116 3rd St SE
Cedar Rapids, Iowa 52401
IOWA CITY - Perhaps nobody in Carver-Hawkeye Arena is more nervous than Bill May when his son, Iowa forward Eric May, leaps for a thunderous dunk.
That held true Sunday afternoon in the Hawkeyes' 72-51 win against Minnesota. At a pivotal juncture, May hauled in a pass from Melsahn Basabe in stride and rocketed toward the hoop. May's dunk crashed on Minnesota's Oto Osenieks, who was whistled for a foul.
Bill May slapped hands with family members and let out a scream.
“I'm almost ready to pass out for a lack of oxygen going to my brain because it's going to every other muscle in my body,” Bill May said. “Does that not show you how I feel about it? When you're ready to pass out because you're so excited, it's because you're all in.”
The whole family is “all in.” May's parents attend nearly every game, from Cancun to Columbus. May has five siblings and a truckload of extended family who cheer for him at home games, like on Sunday.
“I can always hear my sister screaming “Go 2-5” the whole game,” Eric May said. “I don't know if that's good or bad. They travel, and they're loud and they bring just as much energy as anybody.”
All in, that's Eric May. After weathering through seasons of on-court turbulence ranging from injuries to losing streaks, Eric May has become the ultimate team guy. He plays three positions and sometimes can shift to the point. He defends, passes the ball and sometimes looks for an open shot.
Four possessions after his dunk Sunday, May hit a 3-pointer from the corner. He later knocked down a pair of free throws and stepped back for an open jumper in consecutive series.
“(He's doing) what I hoped he would as a captain, as a senior: multiple position player, can guard a big guy, a small one, knows where to line up,” Iowa Coach Fran McCaffery said. “What a lot of guys try to do in that situation is more than they're supposed to do. He does exactly what he's supposed to do.”
That wasn't always the case. May came to Iowa four years ago with high expectations. As a junior at Dubuque Wahlert, he buried a 35-foot shot at the buzzer to win the Class 3A state title. He was a two-time all-state selection.
But at Iowa, the fun evaporated. May started 23 games as a freshman in a all-time worst 10-22 season. Nobody was happy, from the players to their parents.
Before May's sophomore year Fran McCaffery replaced Todd Lickliter as coach, and May maintained his starting role. But then he battled through years of injuries, including a groin pull his sophomore year and a back sprain his junior year. His explosiveness subsided and his confidence wavered.

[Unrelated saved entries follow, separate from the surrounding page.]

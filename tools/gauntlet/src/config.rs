//! Configuration resolution: manifest discovery and CLI overrides.
//!
//! The manifest's `[tests]` section supplies policy defaults. CLI flags are
//! layered on top: `--testcmd` replaces the manifest template, while
//! `--notests` and `--permissive-tests` can only switch a policy on.

use std::path::{Path, PathBuf};

use anyhow::{Context, Result, bail};

use crate::model::{self, BuildModel, MANIFEST_FILE};
use crate::policy::{BuildPolicy, CommandTemplate};

/// Policy and engine flags taken from the command line.
#[derive(Debug, Clone, Default)]
pub struct Overrides {
    /// `--notests`.
    pub no_tests: bool,
    /// `--permissive-tests`.
    pub permissive: bool,
    /// `--testcmd <template>`.
    pub testcmd: Option<String>,
    /// `-j <n>`.
    pub jobs: Option<usize>,
    /// `--force`: ignore the cache for link and install steps.
    pub force: bool,
}

/// Fully resolved configuration for one build invocation.
#[derive(Debug, Clone)]
pub struct ResolvedConfig {
    /// Project root (directory holding the manifest).
    pub root: PathBuf,
    /// Absolute build directory.
    pub build_dir: PathBuf,
    /// Absolute path of the persistent test log.
    pub log_path: PathBuf,
    /// Worker count; 0 selects the available parallelism.
    pub jobs: usize,
    /// Bypass up-to-date checks for link and install steps.
    pub force: bool,
    /// Test policy, fixed for the rest of the run.
    pub policy: BuildPolicy,
}

impl ResolvedConfig {
    /// Number of worker threads to spawn.
    pub fn worker_count(&self) -> usize {
        match self.jobs {
            0 => std::thread::available_parallelism()
                .map(|n| n.get())
                .unwrap_or(4),
            n => n,
        }
    }
}

/// Find the project root by walking up from `start` to the first directory
/// containing the manifest.
pub fn find_project_root_from(start: &Path) -> Result<PathBuf> {
    let mut dir = start.to_path_buf();
    loop {
        if dir.join(MANIFEST_FILE).is_file() {
            return Ok(dir);
        }
        if !dir.pop() {
            bail!(
                "could not find {MANIFEST_FILE} in {} or any parent directory",
                start.display()
            );
        }
    }
}

/// Locate the project root, either from an explicit manifest path or by
/// searching upward from the current directory.
pub fn find_project_root(manifest_path: Option<&Path>) -> Result<PathBuf> {
    match manifest_path {
        Some(path) => {
            let path = std::path::absolute(path)
                .with_context(|| format!("failed to resolve {}", path.display()))?;
            if !path.is_file() {
                bail!("manifest not found: {}", path.display());
            }
            Ok(path
                .parent()
                .map(Path::to_path_buf)
                .unwrap_or_else(|| PathBuf::from(".")))
        }
        None => {
            let cwd = std::env::current_dir().context("failed to get current directory")?;
            find_project_root_from(&cwd)
        }
    }
}

/// Read and parse `<root>/gauntlet.toml`.
pub fn load_model(root: &Path) -> Result<BuildModel> {
    let path = root.join(MANIFEST_FILE);
    let text = std::fs::read_to_string(&path)
        .with_context(|| format!("failed to read {}", path.display()))?;
    model::parse_manifest(&text).with_context(|| format!("failed to parse {}", path.display()))
}

/// Combine manifest defaults with CLI overrides.
///
/// A malformed template is a configuration error reported here, before any
/// step of the build runs.
pub fn resolve(model: &BuildModel, root: &Path, overrides: &Overrides) -> Result<ResolvedConfig> {
    let build_dir = root.join(&model.build.dir);
    let log_path = match model.tests.log {
        Some(ref log) => root.join(log),
        None => build_dir.join("test.log"),
    };

    let template = overrides
        .testcmd
        .as_deref()
        .or(model.tests.testcmd.as_deref());
    let command_template = template.map(CommandTemplate::parse).transpose()?;

    let policy = BuildPolicy {
        permissive: overrides.permissive || model.tests.permissive,
        no_tests: overrides.no_tests || model.tests.notests,
        command_template,
    };

    Ok(ResolvedConfig {
        root: root.to_path_buf(),
        build_dir,
        log_path,
        jobs: overrides.jobs.unwrap_or(model.build.jobs),
        force: overrides.force,
        policy,
    })
}

/// Print the resolved configuration.
pub fn print_resolved(config: &ResolvedConfig) {
    println!("Resolved configuration:");
    println!("  root:       {}", config.root.display());
    println!("  build dir:  {}", config.build_dir.display());
    println!("  test log:   {}", config.log_path.display());
    println!("  workers:    {}", config.worker_count());
    println!("  permissive: {}", config.policy.permissive);
    println!("  notests:    {}", config.policy.no_tests);
    match config.policy.command_template {
        Some(ref t) => println!("  testcmd:    {}", t.as_str()),
        None => println!("  testcmd:    (none)"),
    }
}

“It was a struggle because he was hurt two or three years there,” Bill May said. “What was really more frustrating was the fact we'd go into games and we weren't competing like we should. Last year there was a turnaround. Before that, it was difficult to be perfectly honest.”
This year, McCaffery tabbed the 22-year-old May as a captain and wanted him to become the glue player, regardless of the role. May, a two-time all-academic Big Ten member and accounting major, was moved to the bench but it hardly became a demotion. He's averaging more than 19 minutes a game, up by nearly five minutes from last year but down from Iowa's depleted teams his freshman and sophomore seasons.
As the talent around him increased and Iowa improved, May became valued as much for his intangibles as for his play. He also taught his father a lesson about perseverance.
“From a parent's standpoint, he's taught me a lot about how life should be, how you should be looking for other people,” Bill May said. “That's what you want as a parent, to think that your son is learning those lessons. On the other hand, your son is teaching you those lessons.”
But May is more than just a leader. He scored 10 points and grabbed seven rebounds Sunday. He has only 19 turnovers in 26 games. McCaffery said he's “arguably playing better than anybody else we have right now.” His teammates have responded as well.
“Phenomenal,” Aaron White said. “Made all the little plays. A big and-one dunk. Big rebounds. He makes all the right passes. Keeps offense moving. Drive and kick. Feed the post. I can't say more about him. He's been great this year.”
As for May, it feels good to just be healthy and to see the team compete for a possible NCAA tournament slot. Iowa (17-9, 6-7 Big Ten) has won three straight Big Ten games for the first time since 2007.
“I'm playing my most consistent basketball and that's what allowed me to affect the game,” May said. “What I've been trying to do is let the game come to me. It's not that it's no pressure or anything, but I just do what I can do and I like that.
“The pace of my game has finally gotten to the point where it's slowed down for me. I'm not feeling rushed. I'm seeing guys when they're open, waiting for plays to develop. That's a huge thing. I might not have been doing that my first few years. Just playing really comfortable at a comfortable pace and just really getting after it.”
He also couldn't make his father more proud.
“He's turning into - I love the term - facilitator,” Bill May said. “He's going to go out and play as good as he can play. He wants the team to win, bar none. He doesn't care what his personal stats are.
“He's a team guy, bottom line is if you're in a fox hole, he's the guy you want to pull in with you.”